• **WHAT IS BEING ASKED**: Find how many lines of the records below contain the word "width" and write that number by itself.

*** Opening EXCERPTED DATA ***

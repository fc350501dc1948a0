//! RNG module - seeded randomness for board fills
//!
//! The board never touches a global random source. Callers construct a
//! [`SimpleRng`] from a seed and hand it to the fill, so the same seed always
//! produces the same board (useful for tests and for replaying a session).

/// Simple LCG (Linear Congruential Generator) RNG
/// Uses constants from Numerical Recipes
#[derive(Debug, Clone)]
pub struct SimpleRng {
    state: u32,
}

impl SimpleRng {
    /// Create a new RNG with the given seed
    pub fn new(seed: u32) -> Self {
        // Avoid 0 seed which would produce all zeros
        let state = if seed == 0 { 1 } else { seed };
        Self { state }
    }

    /// Generate next random u32
    pub fn next_u32(&mut self) -> u32 {
        self.state = self.state.wrapping_mul(1664525).wrapping_add(1013904223);
        self.state
    }

    /// Generate random value in range [0, max)
    ///
    /// Uses the high bits: the low bits of an LCG have short periods.
    pub fn next_range(&mut self, max: u32) -> u32 {
        if max == 0 {
            return 0;
        }
        ((self.next_u32() as u64 * max as u64) >> 32) as u32
    }

    /// Pick one element uniformly, or `None` for an empty slice
    pub fn choose<T: Copy>(&mut self, items: &[T]) -> Option<T> {
        if items.is_empty() {
            return None;
        }
        let i = self.next_range(items.len() as u32) as usize;
        items.get(i).copied()
    }

    /// Current state, usable as a seed to resume the same sequence
    pub fn state(&self) -> u32 {
        self.state
    }
}

impl Default for SimpleRng {
    fn default() -> Self {
        Self::new(1)
    }
}
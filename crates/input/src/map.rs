//! Mapping from terminal events to pointer actions.

use crossterm::event::{KeyCode, KeyEvent, KeyModifiers, MouseButton, MouseEvent, MouseEventKind};

/// A left-button pointer action at a terminal position.
#[derive(Debug, Clone, Copy, PartialEq, Eq)]
pub enum PointerAction {
    Press { column: u16, row: u16 },
    Drag { column: u16, row: u16 },
    Release { column: u16, row: u16 },
}

/// Map a mouse event to a pointer action. Only the left button counts.
pub fn pointer_action(event: MouseEvent) -> Option<PointerAction> {
    let (column, row) = (event.column, event.row);
    match event.kind {
        MouseEventKind::Down(MouseButton::Left) => Some(PointerAction::Press { column, row }),
        MouseEventKind::Drag(MouseButton::Left) => Some(PointerAction::Drag { column, row }),
        MouseEventKind::Up(MouseButton::Left) => Some(PointerAction::Release { column, row }),
        _ => None,
    }
}

/// Check if key should quit the game.
pub fn should_quit(key: KeyEvent) -> bool {
    matches!(
        key.code,
        KeyCode::Char('q') | KeyCode::Char('Q') | KeyCode::Esc
    ) || (key.code == KeyCode::Char('c') && key.modifiers.contains(KeyModifiers::CONTROL))
}

#[cfg(test)]
mod tests {
    use super::*;

    fn mouse(kind: MouseEventKind, column: u16, row: u16) -> MouseEvent {
        MouseEvent {
            kind,
            column,
            row,
            modifiers: KeyModifiers::NONE,
        }
    }

    #[test]
    fn test_left_button_actions() {
        assert_eq!(
            pointer_action(mouse(MouseEventKind::Down(MouseButton::Left), 3, 4)),
            Some(PointerAction::Press { column: 3, row: 4 })
        );
        assert_eq!(
            pointer_action(mouse(MouseEventKind::Drag(MouseButton::Left), 5, 4)),
            Some(PointerAction::Drag { column: 5, row: 4 })
        );
        assert_eq!(
            pointer_action(mouse(MouseEventKind::Up(MouseButton::Left), 5, 4)),
            Some(PointerAction::Release { column: 5, row: 4 })
        );
    }

    #[test]
    fn test_other_buttons_and_motion_ignored() {
        assert_eq!(
            pointer_action(mouse(MouseEventKind::Down(MouseButton::Right), 1, 1)),
            None
        );
        assert_eq!(pointer_action(mouse(MouseEventKind::Moved, 1, 1)), None);
        assert_eq!(pointer_action(mouse(MouseEventKind::ScrollUp, 1, 1)), None);
    }

    #[test]
    fn test_quit_keys() {
        assert!(should_quit(KeyEvent::from(KeyCode::Char('q'))));
        assert!(should_quit(KeyEvent::from(KeyCode::Esc)));
        assert!(should_quit(KeyEvent::new(
            KeyCode::Char('c'),
            KeyModifiers::CONTROL
        )));
        assert!(!should_quit(KeyEvent::from(KeyCode::Char('c'))));
    }
}
//! Pointer input module (engine-facing).
//!
//! This crate is independent of the board engine. It maps `crossterm` mouse
//! events onto grid cells and reduces them to the three calls the board
//! understands: begin-select, drag-to, and release.

pub mod handler;
pub mod map;

pub use tui_match3_types as types;

pub use handler::{PointerCommand, PointerHandler};
pub use map::{pointer_action, should_quit, PointerAction};
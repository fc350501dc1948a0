//! TerminalRenderer: flushes a framebuffer to a real terminal.
//!
//! Owns terminal mode switching (raw mode, alternate screen, mouse capture)
//! and writes only the runs of cells that changed since the previous frame.

use std::io::{self, Write};

use anyhow::{Context, Result};

use crossterm::{
    cursor,
    event::{DisableMouseCapture, EnableMouseCapture},
    style::{
        Attribute, Color, Print, ResetColor, SetAttribute, SetBackgroundColor, SetForegroundColor,
    },
    terminal, QueueableCommand,
};

use crate::fb::{CellStyle, FrameBuffer, Rgb};

pub struct TerminalRenderer {
    stdout: io::Stdout,
    prev: Option<FrameBuffer>,
    buf: Vec<u8>,
}

impl Default for TerminalRenderer {
    fn default() -> Self {
        Self::new()
    }
}

impl TerminalRenderer {
    pub fn new() -> Self {
        Self {
            stdout: io::stdout(),
            prev: None,
            buf: Vec::with_capacity(32 * 1024),
        }
    }

    pub fn enter(&mut self) -> Result<()> {
        terminal::enable_raw_mode().context("enable raw mode")?;
        self.buf.clear();
        self.buf.queue(terminal::EnterAlternateScreen)?;
        self.buf.queue(EnableMouseCapture)?;
        self.buf.queue(cursor::Hide)?;
        self.buf.queue(terminal::DisableLineWrap)?;
        self.flush_buf()
    }

    pub fn exit(&mut self) -> Result<()> {
        self.buf.clear();
        self.buf.queue(ResetColor)?;
        self.buf.queue(SetAttribute(Attribute::Reset))?;
        self.buf.queue(terminal::EnableLineWrap)?;
        self.buf.queue(cursor::Show)?;
        self.buf.queue(DisableMouseCapture)?;
        self.buf.queue(terminal::LeaveAlternateScreen)?;
        self.flush_buf()?;
        terminal::disable_raw_mode().context("disable raw mode")?;
        Ok(())
    }

    /// Force the next draw to be a full redraw (e.g. on resize).
    pub fn invalidate(&mut self) {
        self.prev = None;
    }

    /// Draw a frame, diffing against the previous one.
    pub fn draw(&mut self, fb: &FrameBuffer) -> Result<()> {
        self.buf.clear();
        match &self.prev {
            Some(prev) if prev.width() == fb.width() && prev.height() == fb.height() => {
                encode_diff_into(prev, fb, &mut self.buf)?;
            }
            _ => encode_full_into(fb, &mut self.buf)?,
        }
        self.flush_buf()?;

        match &mut self.prev {
            Some(prev) => prev.clone_from(fb),
            None => self.prev = Some(fb.clone()),
        }
        Ok(())
    }

    fn flush_buf(&mut self) -> Result<()> {
        self.stdout.write_all(&self.buf)?;
        self.stdout.flush()?;
        Ok(())
    }
}

/// Encode a full-frame redraw into `out` without touching stdout.
pub fn encode_full_into(fb: &FrameBuffer, out: &mut Vec<u8>) -> Result<()> {
    out.queue(terminal::Clear(terminal::ClearType::All))?;
    let mut style: Option<CellStyle> = None;
    for y in 0..fb.height() {
        out.queue(cursor::MoveTo(0, y))?;
        for x in 0..fb.width() {
            let cell = fb.get(x, y).unwrap_or_default();
            if style != Some(cell.style) {
                apply_style_into(out, cell.style)?;
                style = Some(cell.style);
            }
            out.queue(Print(cell.ch))?;
        }
    }
    out.queue(ResetColor)?;
    out.queue(SetAttribute(Attribute::Reset))?;
    Ok(())
}

/// Encode only changed runs of `next` relative to `prev` into `out`.
///
/// Both buffers must have the same size.
pub fn encode_diff_into(prev: &FrameBuffer, next: &FrameBuffer, out: &mut Vec<u8>) -> Result<()> {
    let mut style: Option<CellStyle> = None;
    for (x, y, len) in changed_runs(prev, next) {
        out.queue(cursor::MoveTo(x, y))?;
        for dx in 0..len {
            let cell = next.get(x + dx, y).unwrap_or_default();
            if style != Some(cell.style) {
                apply_style_into(out, cell.style)?;
                style = Some(cell.style);
            }
            out.queue(Print(cell.ch))?;
        }
    }
    out.queue(ResetColor)?;
    out.queue(SetAttribute(Attribute::Reset))?;
    Ok(())
}

fn apply_style_into(out: &mut Vec<u8>, style: CellStyle) -> Result<()> {
    out.queue(SetAttribute(Attribute::Reset))?;
    out.queue(SetForegroundColor(rgb_to_color(style.fg)))?;
    out.queue(SetBackgroundColor(rgb_to_color(style.bg)))?;
    if style.bold {
        out.queue(SetAttribute(Attribute::Bold))?;
    }
    Ok(())
}

fn rgb_to_color(rgb: Rgb) -> Color {
    Color::Rgb {
        r: rgb.r,
        g: rgb.g,
        b: rgb.b,
    }
}

/// Horizontal runs `(x, y, len)` of cells that differ between two frames.
fn changed_runs(prev: &FrameBuffer, next: &FrameBuffer) -> Vec<(u16, u16, u16)> {
    let mut runs = Vec::new();
    for y in 0..next.height() {
        let mut start: Option<u16> = None;
        for x in 0..next.width() {
            let differs = prev.get(x, y) != next.get(x, y);
            match (differs, start) {
                (true, None) => start = Some(x),
                (false, Some(s)) => {
                    runs.push((s, y, x - s));
                    start = None;
                }
                _ => {}
            }
        }
        if let Some(s) = start {
            runs.push((s, y, next.width() - s));
        }
    }
    runs
}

*** Closing EXCERPTED DATA ***

• **RESULT OF THE TASK**: 4